South Florida, the land of second homes for winterweary northerners, hopes to persuade Seattle-based Amazon that it is the perfect location for the online shipping giant’s second North American headquarters.
Economic development leaders say landing the $5 billion development would be transformational for South Florida, creating an “international technology hub” with all the ancillary businesses that would follow the company to the region.
The 8-million-square-foot, 50,000-employee campus Amazon envisions would be four times the size of the former IBM complex in Boca Raton and would have five times the number of workers that IBM employed there during its heyday in the 1980s.
Local business leaders have decided a team effort is needed to beat out the heavy competition from across the country and Canada, so the Greater Fort Lauderdale Alliance in Broward County, the Business Development Board of Palm Beach County and The Beacon Council in Miami-Dade County are putting together a joint proposal.
They’re hoping that
“warm and sunny” South Florida will be an alluring juxtaposition to “wet and cold” Seattle.
“We are the next metropolis that they should be looking at,” said Kellie Smallridge, CEO of the Business Development Board.
Since Amazon put out a request for proposals for a second headquarters this month, more than a hundred communities have already said they’re interested — including Los Angeles, Baltimore, Brooklyn, Chicago and Orlando. Even Gary, Ind., wants to be looked at. It took out an ad in the New York Times that admitted its proposal “may seem far-fetched,” but so was Amazon.com’s meteoric rise after starting operations out of the Seattle garage of owner Jeff Bezos.
Broward County Commissioner Michael Udine didn’t buy an ad, but he sent a letter to Bezos on Wednesday, touting the region — and in particular, his northwest Broward district — as a great location for Amazon, which had $136 billion in sales last year.
South Florida’s three business development boards will be coming up with potential sites in each of the three counties that could handle the project, whether through infill development or on currently undeveloped land.
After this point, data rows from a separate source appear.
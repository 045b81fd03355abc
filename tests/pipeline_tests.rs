//! Integration tests driving the standard pipeline over synthetic buffers.

use std::fs;
use std::path::Path;
use std::sync::atomic::{AtomicUsize, Ordering};

use audio_feature_batch_extract::audio::AudioBuffer;
use audio_feature_batch_extract::normalize::{EbuNormalizer, LoudnessNormalizer};
use audio_feature_batch_extract::pipeline::Pipeline;
use audio_feature_batch_extract::table::ResultTable;
use audio_feature_batch_extract::{run_extraction, ExtractionOptions};

const RATE: u32 = 44100;

fn sine_at(rate: u32, hz: f32, seconds: f32, amplitude: f32) -> Vec<f32> {
    (0..(rate as f32 * seconds) as usize)
        .map(|i| amplitude * (2.0 * std::f32::consts::PI * hz * i as f32 / rate as f32).sin())
        .collect()
}

fn sine(hz: f32, seconds: f32, amplitude: f32) -> Vec<f32> {
    sine_at(RATE, hz, seconds, amplitude)
}

/// Write a 16-bit PCM WAV file from planar channels.
fn write_wav(path: &Path, channels: &[Vec<f32>], rate: u32) {
    let frames = channels.first().map_or(0, |c| c.len());
    let channel_count = channels.len() as u16;
    let data_len = (frames * channels.len() * 2) as u32;

    let mut bytes = Vec::with_capacity(44 + data_len as usize);
    bytes.extend_from_slice(b"RIFF");
    bytes.extend_from_slice(&(36 + data_len).to_le_bytes());
    bytes.extend_from_slice(b"WAVEfmt ");
    bytes.extend_from_slice(&16u32.to_le_bytes());
    bytes.extend_from_slice(&1u16.to_le_bytes()); // PCM
    bytes.extend_from_slice(&channel_count.to_le_bytes());
    bytes.extend_from_slice(&rate.to_le_bytes());
    bytes.extend_from_slice(&(rate * channel_count as u32 * 2).to_le_bytes());
    bytes.extend_from_slice(&(channel_count * 2).to_le_bytes());
    bytes.extend_from_slice(&16u16.to_le_bytes());
    bytes.extend_from_slice(b"data");
    bytes.extend_from_slice(&data_len.to_le_bytes());
    for i in 0..frames {
        for channel in channels {
            let sample = (channel[i].clamp(-1.0, 1.0) * i16::MAX as f32) as i16;
            bytes.extend_from_slice(&sample.to_le_bytes());
        }
    }
    fs::write(path, bytes).unwrap();
}

fn mono_buffer(seconds: f32) -> AudioBuffer {
    AudioBuffer::new(vec![sine(440.0, seconds, 0.5)], RATE)
}

fn stereo_buffer(seconds: f32) -> AudioBuffer {
    AudioBuffer::new(
        vec![sine(440.0, seconds, 0.5), sine(554.4, seconds, 0.3)],
        RATE,
    )
}

#[derive(Default)]
struct CountingNormalizer {
    calls: AtomicUsize,
}

impl LoudnessNormalizer for CountingNormalizer {
    fn normalize(&self, audio: &mut AudioBuffer, target_lufs: f64) {
        self.calls.fetch_add(1, Ordering::SeqCst);
        EbuNormalizer.normalize(audio, target_lufs);
    }
}

#[test]
fn every_row_matches_the_header_width() {
    let pipeline = Pipeline::standard(RATE, Some(-24.0)).unwrap();
    let header = pipeline.header();

    let mut table = ResultTable::new(header.clone());
    for (name, buffer) in [
        ("mono_a.wav", mono_buffer(3.0)),
        ("mono_b.wav", mono_buffer(0.4)),
        ("stereo.wav", stereo_buffer(3.0)),
    ] {
        let row = pipeline.process_buffer(name, &buffer).unwrap();
        assert_eq!(header.len(), 1 + row.features.len());
        table.push_row(row).unwrap();
    }
    assert_eq!(table.rows().len(), 3);
}

#[test]
fn degenerate_buffers_still_produce_full_rows() {
    let pipeline = Pipeline::standard(RATE, None).unwrap();
    let width = pipeline.feature_width();

    // one sample, silence, and a clip shorter than the 1 s analysis window
    for buffer in [
        AudioBuffer::new(vec![vec![0.25]], RATE),
        AudioBuffer::new(vec![vec![0.0; RATE as usize * 2]], RATE),
        mono_buffer(0.25),
    ] {
        let row = pipeline.process_buffer("short.wav", &buffer).unwrap();
        assert_eq!(row.features.len(), width);
        assert!(row.features.iter().all(|v| v.is_finite()));
    }
}

#[test]
fn mono_source_gets_coherent_stereo_fallback() {
    let pipeline = Pipeline::standard(RATE, None).unwrap();
    let header = pipeline.header();
    let row = pipeline.process_buffer("mono.wav", &mono_buffer(2.0)).unwrap();

    let correlation_column = header
        .iter()
        .position(|h| h == "phase_correlation")
        .unwrap();
    // feature indices are offset by the filename column
    assert!((row.features[correlation_column - 1] - 1.0).abs() < 1e-9);

    let width_column = header.iter().position(|h| h == "side_mid_ratio").unwrap();
    assert_eq!(row.features[width_column - 1], 0.0);
}

#[test]
fn windowed_headers_are_pairwise_distinct() {
    let pipeline = Pipeline::standard(RATE, None).unwrap();
    let header = pipeline.header();
    for base in ["crest_factor", "phase_correlation"] {
        assert!(header.iter().any(|h| *h == base));
        assert!(header.iter().any(|h| *h == format!("{base}_1s.mean")));
        assert!(header.iter().any(|h| *h == format!("{base}_100ms.mean")));
    }
}

#[test]
fn repeated_runs_are_byte_identical() {
    let pipeline = Pipeline::standard(RATE, None).unwrap();

    let mut outputs = Vec::new();
    for _ in 0..2 {
        let mut table = ResultTable::new(pipeline.header());
        table
            .push_row(pipeline.process_buffer("a.wav", &stereo_buffer(2.0)).unwrap())
            .unwrap();
        table
            .push_row(pipeline.process_buffer("b.wav", &mono_buffer(1.5)).unwrap())
            .unwrap();
        let mut bytes = Vec::new();
        table.write_csv(&mut bytes).unwrap();
        outputs.push(bytes);
    }
    assert_eq!(outputs[0], outputs[1]);
}

#[test]
fn csv_starts_with_uncommented_header_line() {
    let pipeline = Pipeline::standard(RATE, None).unwrap();
    let mut table = ResultTable::new(pipeline.header());
    table
        .push_row(pipeline.process_buffer("x.wav", &mono_buffer(1.0)).unwrap())
        .unwrap();

    let mut bytes = Vec::new();
    table.write_csv(&mut bytes).unwrap();
    let text = String::from_utf8(bytes).unwrap();
    let first_line = text.lines().next().unwrap();
    assert!(first_line.starts_with("filename,"));
    assert_eq!(text.lines().count(), 2);
    assert_eq!(
        first_line.split(',').count(),
        text.lines().nth(1).unwrap().split(',').count()
    );
}

#[test]
fn directory_run_writes_one_ordered_row_per_file() {
    let dir = std::env::temp_dir().join(format!("feature-extract-e2e-{}", std::process::id()));
    fs::create_dir_all(&dir).unwrap();

    write_wav(&dir.join("a.wav"), &[sine(440.0, 0.5, 0.5)], RATE);
    write_wav(&dir.join("b.wav"), &[sine(220.0, 0.5, 0.4)], RATE);
    write_wav(
        &dir.join("c.wav"),
        &[sine(440.0, 0.5, 0.5), sine(554.4, 0.5, 0.3)],
        RATE,
    );
    // decoded at 48 kHz, resampled down to the analysis rate
    write_wav(&dir.join("d.wav"), &[sine_at(48000, 330.0, 0.5, 0.4)], 48000);

    let output = dir.join("features.csv");
    let options = ExtractionOptions {
        input: dir.clone(),
        output: output.clone(),
        sample_rate: RATE,
        normalize_lufs: Some(-24.0),
        num_threads: None,
    };
    run_extraction(&options).unwrap();

    let text = fs::read_to_string(&output).unwrap();
    let lines: Vec<&str> = text.lines().collect();
    assert_eq!(lines.len(), 5, "header plus one row per file");
    assert!(lines[0].starts_with("filename,"));

    let width = lines[0].split(',').count();
    for line in &lines[1..] {
        assert_eq!(line.split(',').count(), width);
    }

    let filenames: Vec<&str> = lines[1..]
        .iter()
        .map(|line| line.split(',').next().unwrap())
        .collect();
    assert_eq!(filenames, vec!["a.wav", "b.wav", "c.wav", "d.wav"]);

    fs::remove_dir_all(&dir).ok();
}

#[test]
fn normalization_changes_loudness_sensitive_features() {
    let normalized = Pipeline::standard(RATE, Some(-24.0)).unwrap();
    let raw = Pipeline::standard(RATE, None).unwrap();
    let header = raw.header();

    // quiet program material
    let mut buffer_a = AudioBuffer::new(vec![sine(440.0, 4.0, 0.02)], RATE);
    let buffer_b = buffer_a.clone();

    let normalizer = EbuNormalizer;
    if let Some(target) = normalized.normalize_lufs() {
        normalizer.normalize(&mut buffer_a, target);
    }
    let row_normalized = normalized.process_buffer("a.wav", &buffer_a).unwrap();
    let row_raw = raw.process_buffer("a.wav", &buffer_b).unwrap();

    let top1db = header.iter().position(|h| h == "top1db").unwrap() - 1;
    let crest = header.iter().position(|h| h == "crest_factor").unwrap() - 1;
    // gain changes near-full-scale occupancy but not the peak-to-RMS ratio
    assert!(
        (row_normalized.features[crest] - row_raw.features[crest]).abs() < 1e-6,
        "crest factor should be gain invariant"
    );
    assert!(row_normalized.features[top1db] >= row_raw.features[top1db]);
}

#[test]
fn opted_out_pipeline_never_calls_the_normalizer() {
    let stub = CountingNormalizer::default();

    let opted_out = Pipeline::standard(RATE, None).unwrap();
    let mut buffer = mono_buffer(1.0);
    opted_out
        .normalize_and_extract("a.wav", &mut buffer, &stub)
        .unwrap();
    assert_eq!(stub.calls.load(Ordering::SeqCst), 0);

    let enabled = Pipeline::standard(RATE, Some(-24.0)).unwrap();
    let mut buffer = mono_buffer(1.0);
    enabled
        .normalize_and_extract("a.wav", &mut buffer, &stub)
        .unwrap();
    assert_eq!(stub.calls.load(Ordering::SeqCst), 1);
}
The proposal request says the company is looking for up to 100 acres.
The company’s Seattle headquarters is made up of 33 buildings and has 40,000 workers.
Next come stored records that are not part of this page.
use ebur128::{EbuR128, Mode};
use log::{debug, warn};

use crate::audio::AudioBuffer;

/// Loudness-normalization collaborator. The pipeline calls this exactly once
/// per file when a target is configured, and never when normalization is
/// opted out.
pub trait LoudnessNormalizer: Send + Sync {
    /// Adjust gain in place so integrated loudness matches `target_lufs`.
    /// Must be deterministic and must leave the buffer unchanged when the
    /// loudness of the input cannot be measured (silence, too short).
    fn normalize(&self, audio: &mut AudioBuffer, target_lufs: f64);
}

/// EBU R128 based normalizer
#[derive(Debug, Default)]
pub struct EbuNormalizer;

impl LoudnessNormalizer for EbuNormalizer {
    fn normalize(&self, audio: &mut AudioBuffer, target_lufs: f64) {
        let current_lufs = match measure_integrated_lufs(audio) {
            Some(lufs) => lufs,
            None => {
                debug!("Integrated loudness not measurable, leaving gain unchanged");
                return;
            }
        };

        let gain_db = target_lufs - current_lufs;
        let linear_gain = 10.0_f64.powf(gain_db / 20.0) as f32;
        debug!(
            "Normalizing: current {:.2} LUFS, target {:.2} LUFS, gain {:.2} dB",
            current_lufs, target_lufs, gain_db
        );

        for channel in &mut audio.channels {
            for sample in channel.iter_mut() {
                *sample *= linear_gain;
            }
        }
    }
}

/// Measure integrated loudness of a whole buffer. Returns `None` for silence
/// or inputs too short for a valid EBU R128 measurement.
pub fn measure_integrated_lufs(audio: &AudioBuffer) -> Option<f64> {
    let mut state = match EbuR128::new(audio.channel_count() as u32, audio.sample_rate, Mode::I) {
        Ok(state) => state,
        Err(e) => {
            warn!("EBU R128 state construction failed: {}", e);
            return None;
        }
    };

    let planes: Vec<&[f32]> = audio.channels.iter().map(|c| c.as_slice()).collect();
    if let Err(e) = state.add_frames_planar_f32(&planes) {
        warn!("EBU R128 add_frames failed: {}", e);
        return None;
    }

    match state.loudness_global() {
        Ok(lufs) if lufs.is_finite() => Some(lufs),
        Ok(_) => None,
        Err(e) => {
            warn!("EBU R128 finalization error: {}", e);
            None
        }
    }
}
David Coddington, vice president of business development for the Greater Fort Lauderdale Alliance, said the economic development Amazon would spur is so much greater than the more-normal wooing of businesses that would bring several thousand employees to South Florida.
“It’s beyond a gamechanger. You’re building a city within a city,” Coddington said.
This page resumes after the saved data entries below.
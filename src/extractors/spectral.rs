//! Frame-based spectral descriptors: the pooled spectral shape set, the
//! frame-to-frame spectral flux, and the zero-crossing rate.

use std::sync::Arc;

use rustfft::num_complex::Complex;
use rustfft::{Fft, FftPlanner};

use crate::audio::AudioBuffer;
use crate::extractors::{distribution_stats, flatness, mean_stdev, EPSILON};
use crate::pipeline::{ChannelMode, Extractor};

pub(crate) const FRAME_SIZE: usize = 2048;
pub(crate) const HOP_SIZE: usize = 1024;

/// Hann window of `FRAME_SIZE` samples
fn hann_window() -> Vec<f32> {
    (0..FRAME_SIZE)
        .map(|n| {
            let phase = 2.0 * std::f32::consts::PI * n as f32 / (FRAME_SIZE - 1) as f32;
            0.5 * (1.0 - phase.cos())
        })
        .collect()
}

/// Windowed magnitude spectra over all complete frames. Shorter-than-frame
/// input yields no spectra.
pub(crate) struct SpectrumFrames {
    fft: Arc<dyn Fft<f32>>,
    window: Vec<f32>,
}

impl SpectrumFrames {
    pub(crate) fn new() -> Self {
        Self {
            fft: FftPlanner::new().plan_fft_forward(FRAME_SIZE),
            window: hann_window(),
        }
    }

    /// Magnitudes of the non-negative frequency bins (`FRAME_SIZE / 2 + 1`
    /// values) for every complete hop-advanced frame.
    pub(crate) fn magnitudes(&self, samples: &[f32]) -> Vec<Vec<f64>> {
        let mut spectra = Vec::new();
        if samples.len() < FRAME_SIZE {
            return spectra;
        }
        let mut scratch = vec![Complex::new(0.0f32, 0.0f32); FRAME_SIZE];
        let mut start = 0;
        while start + FRAME_SIZE <= samples.len() {
            for (i, slot) in scratch.iter_mut().enumerate() {
                *slot = Complex::new(samples[start + i] * self.window[i], 0.0);
            }
            self.fft.process(&mut scratch);
            spectra.push(
                scratch[..FRAME_SIZE / 2 + 1]
                    .iter()
                    .map(|c| c.norm() as f64)
                    .collect(),
            );
            start += HOP_SIZE;
        }
        spectra
    }
}

/// Full-signal spectral descriptor set, pooled as mean/stdev over frames.
pub struct Spectral {
    sample_rate: u32,
    names: Vec<String>,
    frames: SpectrumFrames,
}

const SPECTRAL_FEATURES: [&str; 10] = [
    "rolloff_85",
    "rolloff_95",
    "spectral_centroid",
    "spectral_spread",
    "spectral_skewness",
    "spectral_kurtosis",
    "spectral_flatness",
    "spectral_entropy",
    "harsh",
    "energy_lf",
];

impl Spectral {
    pub fn new(sample_rate: u32) -> Self {
        let names = SPECTRAL_FEATURES
            .iter()
            .flat_map(|f| [format!("{f}.mean"), format!("{f}.stdev")])
            .collect();
        Self {
            sample_rate,
            names,
            frames: SpectrumFrames::new(),
        }
    }

    fn frame_features(&self, magnitudes: &[f64]) -> [f64; 10] {
        let nyquist = self.sample_rate as f64 / 2.0;
        let bin_hz = nyquist / (magnitudes.len() - 1) as f64;

        let energies: Vec<f64> = magnitudes.iter().map(|m| m * m).collect();
        let total_energy: f64 = energies.iter().sum();
        let total_magnitude: f64 = magnitudes.iter().sum();

        let rolloff_85 = rolloff(&energies, total_energy, bin_hz, 0.85);
        let rolloff_95 = rolloff(&energies, total_energy, bin_hz, 0.95);

        let (centroid, spread, skewness, kurtosis) = distribution_stats(magnitudes, nyquist);
        let spectral_flatness = flatness(magnitudes);

        let entropy = if total_magnitude < EPSILON {
            0.0
        } else {
            -magnitudes
                .iter()
                .filter(|&&m| m > 0.0)
                .map(|&m| {
                    let p = m / total_magnitude;
                    p * p.log2()
                })
                .sum::<f64>()
        };

        let harsh = band_energy_ratio(&energies, total_energy, bin_hz, 2000.0, 5000.0);
        let energy_lf = band_energy_ratio(&energies, total_energy, bin_hz, 20.0, 80.0);

        [
            rolloff_85,
            rolloff_95,
            centroid,
            spread,
            skewness,
            kurtosis,
            spectral_flatness,
            entropy,
            harsh,
            energy_lf,
        ]
    }
}

/// Frequency below which `cutoff` of the spectral energy lies
fn rolloff(energies: &[f64], total_energy: f64, bin_hz: f64, cutoff: f64) -> f64 {
    if total_energy < EPSILON {
        return 0.0;
    }
    let threshold = cutoff * total_energy;
    let mut cumulative = 0.0;
    for (i, e) in energies.iter().enumerate() {
        cumulative += e;
        if cumulative >= threshold {
            return i as f64 * bin_hz;
        }
    }
    (energies.len() - 1) as f64 * bin_hz
}

/// Energy inside `[low_hz, high_hz]` relative to total spectral energy
fn band_energy_ratio(
    energies: &[f64],
    total_energy: f64,
    bin_hz: f64,
    low_hz: f64,
    high_hz: f64,
) -> f64 {
    if total_energy < EPSILON {
        return 0.0;
    }
    let band: f64 = energies
        .iter()
        .enumerate()
        .filter(|(i, _)| {
            let hz = *i as f64 * bin_hz;
            hz >= low_hz && hz <= high_hz
        })
        .map(|(_, e)| e)
        .sum();
    band / total_energy
}

impl Extractor for Spectral {
    fn name(&self) -> &str {
        "spectral"
    }

    fn channel_mode(&self) -> ChannelMode {
        ChannelMode::Mono
    }

    fn header_names(&self) -> &[String] {
        &self.names
    }

    fn compute(&self, audio: &AudioBuffer) -> Vec<f64> {
        let samples = audio.channels.first().map_or(&[][..], |c| c.as_slice());
        let spectra = self.frames.magnitudes(samples);
        let mut per_feature: Vec<Vec<f64>> = vec![Vec::with_capacity(spectra.len()); 10];
        for spectrum in &spectra {
            for (slot, value) in per_feature.iter_mut().zip(self.frame_features(spectrum)) {
                slot.push(value);
            }
        }

        let mut result = Vec::with_capacity(self.names.len());
        for values in &per_feature {
            let (mean, stdev) = mean_stdev(values);
            result.push(mean);
            result.push(stdev);
        }
        result
    }
}

/// Frame-to-frame spectral change: L2 norm of the half-wave-rectified
/// magnitude difference between consecutive frames, pooled as mean/stdev.
pub struct SpectralFlux {
    names: Vec<String>,
    frames: SpectrumFrames,
}

impl SpectralFlux {
    pub fn new() -> Self {
        Self {
            names: super::pooled_names("spectral_flux"),
            frames: SpectrumFrames::new(),
        }
    }
}

impl Default for SpectralFlux {
    fn default() -> Self {
        Self::new()
    }
}

impl Extractor for SpectralFlux {
    fn name(&self) -> &str {
        "spectral_flux"
    }

    fn channel_mode(&self) -> ChannelMode {
        ChannelMode::Mono
    }

    fn header_names(&self) -> &[String] {
        &self.names
    }

    fn compute(&self, audio: &AudioBuffer) -> Vec<f64> {
        let samples = audio.channels.first().map_or(&[][..], |c| c.as_slice());
        let spectra = self.frames.magnitudes(samples);
        let flux: Vec<f64> = spectra
            .windows(2)
            .map(|pair| {
                pair[1]
                    .iter()
                    .zip(&pair[0])
                    .map(|(current, previous)| (current - previous).max(0.0).powi(2))
                    .sum::<f64>()
                    .sqrt()
            })
            .collect();
        let (mean, stdev) = mean_stdev(&flux);
        vec![mean, stdev]
    }
}

/// Fraction of adjacent sample pairs whose signs differ
pub struct ZeroCrossingRate {
    names: Vec<String>,
}

impl ZeroCrossingRate {
    pub fn new() -> Self {
        Self {
            names: vec!["zero_crossing_rate".to_string()],
        }
    }
}

impl Default for ZeroCrossingRate {
    fn default() -> Self {
        Self::new()
    }
}

impl Extractor for ZeroCrossingRate {
    fn name(&self) -> &str {
        "zero_crossing_rate"
    }

    fn channel_mode(&self) -> ChannelMode {
        ChannelMode::Mono
    }

    fn header_names(&self) -> &[String] {
        &self.names
    }

    fn compute(&self, audio: &AudioBuffer) -> Vec<f64> {
        let samples = audio.channels.first().map_or(&[][..], |c| c.as_slice());
        if samples.len() < 2 {
            return vec![0.0];
        }
        let crossings = samples
            .windows(2)
            .filter(|pair| (pair[0] >= 0.0) != (pair[1] >= 0.0))
            .count();
        vec![crossings as f64 / (samples.len() - 1) as f64]
    }
}

#[cfg(test)]
mod tests {
    use super::*;

    fn mono(samples: Vec<f32>, rate: u32) -> AudioBuffer {
        AudioBuffer::new(vec![samples], rate)
    }

    fn sine(rate: u32, hz: f32, seconds: f32) -> Vec<f32> {
        let n = (rate as f32 * seconds) as usize;
        (0..n)
            .map(|i| (2.0 * std::f32::consts::PI * hz * i as f32 / rate as f32).sin())
            .collect()
    }

    #[test]
    fn spectral_output_matches_header_arity() {
        let extractor = Spectral::new(44100);
        for buffer in [
            mono(vec![0.0], 44100),
            mono(vec![0.0; 44100], 44100),
            mono(sine(44100, 440.0, 1.0), 44100),
            mono(sine(44100, 440.0, 0.01), 44100),
        ] {
            assert_eq!(
                extractor.compute(&buffer).len(),
                extractor.header_names().len()
            );
        }
    }

    #[test]
    fn centroid_tracks_tone_frequency() {
        let extractor = Spectral::new(44100);
        let low = extractor.compute(&mono(sine(44100, 220.0, 1.0), 44100));
        let high = extractor.compute(&mono(sine(44100, 4000.0, 1.0), 44100));
        // spectral_centroid.mean is the fifth value
        assert!(high[4] > low[4]);
    }

    #[test]
    fn silence_yields_zero_spectral_features() {
        let extractor = Spectral::new(44100);
        let values = extractor.compute(&mono(vec![0.0; 44100], 44100));
        assert!(values.iter().all(|v| v.abs() < 1e-9));
    }

    #[test]
    fn flux_is_higher_for_changing_signal() {
        let extractor = SpectralFlux::new();
        let steady = extractor.compute(&mono(sine(44100, 440.0, 1.0), 44100));

        let mut alternating = sine(44100, 440.0, 0.5);
        alternating.extend(sine(44100, 3000.0, 0.5));
        let changing = extractor.compute(&mono(alternating, 44100));
        assert!(changing[1] > steady[1], "stdev should rise on a switch");
        assert_eq!(steady.len(), extractor.header_names().len());
    }

    #[test]
    fn flux_degrades_to_zero_for_short_input() {
        let extractor = SpectralFlux::new();
        assert_eq!(extractor.compute(&mono(vec![0.5; 10], 44100)), vec![0.0, 0.0]);
    }

    #[test]
    fn zcr_of_alternating_signal_is_one() {
        let extractor = ZeroCrossingRate::new();
        let alternating: Vec<f32> = (0..100)
            .map(|i| if i % 2 == 0 { 0.5 } else { -0.5 })
            .collect();
        assert_eq!(extractor.compute(&mono(alternating, 44100)), vec![1.0]);
        assert_eq!(extractor.compute(&mono(vec![0.7], 44100)), vec![0.0]);
    }
}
Coddington and Smallridge said South Florida has the good transportation options Amazon is seeking, with three international airports and the soon-to-open Brightline commuter train that will serve Miami, Fort Lauderdale, West Palm Beach and eventually Orlando. But a New York Times analysis, which picked Denver as the best choice for Amazon based on the company’s request for proposals, eliminated South Florida after it had made it to the paper’s final 14 because of its “weak transit and bad congestion rankings.”
In addition to a great climate and miles of sandy beaches, business officials say South Florida has a robust collection of colleges and universities, a strong workforce and attractive housing.
But the region is off to a slow start in the competition, which was announced just as people here were getting set to deal with Hurricane Irma. The deadline for proposals is Oct. 19. Officials say they will meet it.
“We’re savvy enough and sophisticated enough, as economic development boards are, to put something together,” Smallridge said. The team also expects help from Enterprise Florida, the state’s business-recruitment agency, which could put together an incentive package that would be available to any Florida community lucky enough to score the company’s headquarters.
Amazon, which spent $8.7 billion to acquire Whole Foods Market, recently announced plans to build an 885,000-square-foot fulfillment center at the OpaLocka Airport and bring about 1,000 full-time jobs to South Florida. It also opened a 50,000-square-foot Prime Now processing hub in Miami’s Wynwood Arts District in June for delivering groceries, electronics and other items to Amazon Prime members.